SELECTED TRACK: ‘Cuando Estoy Contigo,’ lead vocal by Gabriel Espinosa with Misha Tsiganov on piano and Ruben de La Torrie on guitar. Written by Armando Manzanero. From Songs of Bacharach and Manzanero.
SELECTED TRACK: ‘Alfie,’ lead vocal by Tierney Sutton. Harmonica, Hendrik Meurkens. Written by Burt Bacharach and Hal David. From Songs of Bacharach and Manzanero.

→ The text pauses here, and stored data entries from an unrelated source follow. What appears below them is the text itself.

#[derive(Default)]
struct Registry {
    agents: HashMap<String, Agent>,
    by_type: HashMap<AgentType, String>,
    /// Latest session per agent id, including completed ones.
    sessions: HashMap<String, SessionEntry>,
    /// Present only while the agent is in the background.
    buffers: HashMap<String, EventBuffer>,
    /// Shared-connection routing: conversation id → agent id.
    conversations: HashMap<String, String>,
    active: Option<String>,
}

impl Registry {
    fn active_agent(&self) -> Option<&Agent> {
        self.active.as_ref().and_then(|id| self.agents.get(id))
    }

    fn agent_of_type(&self, agent_type: AgentType) -> Option<&Agent> {
        self.by_type
            .get(&agent_type)
            .and_then(|id| self.agents.get(id))
    }

    fn live_session(&self, agent_id: &str) -> Option<&SessionEntry> {
        self.sessions
            .get(agent_id)
            .filter(|entry| entry.session.is_live())
    }

    fn insert_agent(&mut self, agent: Agent) {
        self.by_type
            .entry(agent.agent_type())
            .or_insert_with(|| agent.id().to_string());
        self.agents.insert(agent.id().to_string(), agent);
    }

    fn resolve(&self, agent_id: Option<&str>) -> Result<String, OrchestratorError> {
        match agent_id {
            Some(id) => Ok(id.to_string()),
            None => self.active.clone().ok_or(OrchestratorError::NoActiveAgent),
        }
    }

    fn snapshot(&self, agent: &Agent) -> AgentSnapshot {
        let entry = self.sessions.get(agent.id());
        AgentSnapshot {
            id: agent.id().to_string(),
            agent_type: agent.agent_type(),
            policy: agent.policy(),
            active: self.active.as_deref() == Some(agent.id()),
            session: entry.map(|e| e.session.clone()),
            stream_open: entry
                .and_then(|e| e.stream.as_ref())
                .is_some_and(StreamHandle::is_open),
            buffered: self.buffers.get(agent.id()).map_or(0, EventBuffer::len),
        }
    }
}

/// How a freshly created or resumed session receives its events.
enum Attach {
    Stream {
        url: String,
    },
    Shared {
        conversation_id: String,
        connect: Option<ConnectTarget>,
    },
}

fn ensure_can_switch(active: &Agent, to: Option<AgentType>) -> Result<(), OrchestratorError> {
    if active.policy().can_switch_agents {
        Ok(())
    } else {
        Err(OrchestratorError::SwitchNotAllowed {
            from: active.agent_type(),
            to,
        })
    }
}

struct Inner {
    registry: Mutex<Registry>,
    dispatcher: Dispatcher,
    backend: Arc<dyn AgentBackend>,
    streams: Arc<dyn PushStreamOpener>,
    /// Needed only by shared-connection sessions.
    connection: Option<ConnectionHandle>,
    config: OrchestratorConfig,
    metrics: Arc<ClientMetrics>,
    next_request: AtomicU64,
}

/// Cheaply cloneable handle; all clones share one registry.
#[derive(Clone)]
pub struct Orchestrator {
    inner: Arc<Inner>,
}
//! Client metrics
//!
//! Counters for frames, reconnects and event routing. Read through
//! [`ClientMetrics::snapshot`].

use serde::{Deserialize, Serialize};
use std::sync::atomic::{AtomicU64, Ordering};
use std::time::Instant;

#[derive(Debug, Default)]
pub struct ClientMetrics {
    // Frame metrics
    /// Frames received on the duplex connection or a push stream
    pub frames_received: AtomicU64,
    /// Frames written to the duplex connection
    pub frames_sent: AtomicU64,
    /// Frames discarded because they did not decode
    pub decode_errors: AtomicU64,

    // Connection metrics
    pub reconnect_attempts: AtomicU64,
    pub stream_reconnects: AtomicU64,

    // Event metrics
    pub events_published: AtomicU64,
    pub events_buffered: AtomicU64,
    pub events_replayed: AtomicU64,
    /// Buffered events evicted by the drop-oldest policy
    pub events_dropped: AtomicU64,
    pub events_unhandled: AtomicU64,

    start_time: Option<Instant>,
}

impl ClientMetrics {
    pub fn new() -> Self {
        Self {
            start_time: Some(Instant::now()),
            ..Default::default()
        }
    }

    pub fn frame_received(&self) {
        self.frames_received.fetch_add(1, Ordering::Relaxed);
    }

    pub fn frame_sent(&self) {
        self.frames_sent.fetch_add(1, Ordering::Relaxed);
    }

    pub fn decode_error(&self) {
        self.decode_errors.fetch_add(1, Ordering::Relaxed);
    }

    pub fn reconnect_attempt(&self) {
        self.reconnect_attempts.fetch_add(1, Ordering::Relaxed);
    }

    pub fn stream_reconnect(&self) {
        self.stream_reconnects.fetch_add(1, Ordering::Relaxed);
    }

    pub fn event_published(&self) {
        self.events_published.fetch_add(1, Ordering::Relaxed);
    }

    pub fn event_buffered(&self) {
        self.events_buffered.fetch_add(1, Ordering::Relaxed);
    }

    pub fn events_replayed(&self, count: u64) {
        self.events_replayed.fetch_add(count, Ordering::Relaxed);
    }

    pub fn event_dropped(&self) {
        self.events_dropped.fetch_add(1, Ordering::Relaxed);
    }

    pub fn event_unhandled(&self) {
        self.events_unhandled.fetch_add(1, Ordering::Relaxed);
    }

    pub fn uptime_secs(&self) -> u64 {
        self.start_time.map(|t| t.elapsed().as_secs()).unwrap_or(0)
    }

    pub fn snapshot(&self) -> MetricsSnapshot {
        MetricsSnapshot {
            uptime_secs: self.uptime_secs(),
            frames: FrameMetrics {
                received: self.frames_received.load(Ordering::Relaxed),
                sent: self.frames_sent.load(Ordering::Relaxed),
                decode_errors: self.decode_errors.load(Ordering::Relaxed),
            },
            connection: ConnectionMetrics {
                reconnect_attempts: self.reconnect_attempts.load(Ordering::Relaxed),
                stream_reconnects: self.stream_reconnects.load(Ordering::Relaxed),
            },
            events: EventMetrics {
                published: self.events_published.load(Ordering::Relaxed),
                buffered: self.events_buffered.load(Ordering::Relaxed),
                replayed: self.events_replayed.load(Ordering::Relaxed),
                dropped: self.events_dropped.load(Ordering::Relaxed),
                unhandled: self.events_unhandled.load(Ordering::Relaxed),
            },
        }
    }
}

/// Serializable snapshot of metrics
#[derive(Debug, Clone, Serialize, Deserialize)]
pub struct MetricsSnapshot {
    pub uptime_secs: u64,
    pub frames: FrameMetrics,
    pub connection: ConnectionMetrics,
    pub events: EventMetrics,
}

#[derive(Debug, Clone, Serialize, Deserialize)]
pub struct FrameMetrics {
    pub received: u64,
    pub sent: u64,
    pub decode_errors: u64,
}

#[derive(Debug, Clone, Serialize, Deserialize)]
pub struct ConnectionMetrics {
    pub reconnect_attempts: u64,
    pub stream_reconnects: u64,
}

#[derive(Debug, Clone, Serialize, Deserialize)]
pub struct EventMetrics {
    pub published: u64,
    pub buffered: u64,
    pub replayed: u64,
    pub dropped: u64,
    pub unhandled: u64,
}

It falls to Mr. Espinosa to bring a bit of heat to the endeavor. Which is not to suggest his readings lack sensitivity, but rather to point out the intensity of his vocal approach, entirely appropriate when he opens with a heated Manzanero bolero, the sizzling “Adoro,” an occasion for Tsiganov to take off on delightful, soaring piano solo in the middle section that zigs and zags like a man drunk on love. Meurkens’s plaintive harp sets the stage for Espinosa’s aching take on one of Manzanero’s most popular, and most heartbreaking, numbers, “Esta Tarde Vi Llover,” which recounts the emotions of a man adrift in an unrequited love affair. The spirit of Jobim is most dramatically summoned in the penultimate number, “Cuando Estoy Contigo,” a highly romantic ballad clearly expressing heightened feelings and, in Espinosa’s open-hearted reading, palpable yearning. Another empathetic piano solo from Tsiganov and the subdued comping of Brazilian guitarist Ruben de La Torre add a sexy sheen to the arrangement even as they evoke the Jobim aesthetic.
This is not the first time Ms. Sutton and Mr. Espinosa have worked together, and based on the simpatico blend of influences defining this outing it seems they should have another go at it. Until that time arrives, The Songs of Bacharach and Manzanero will do just fine. It won’t get old any time soon.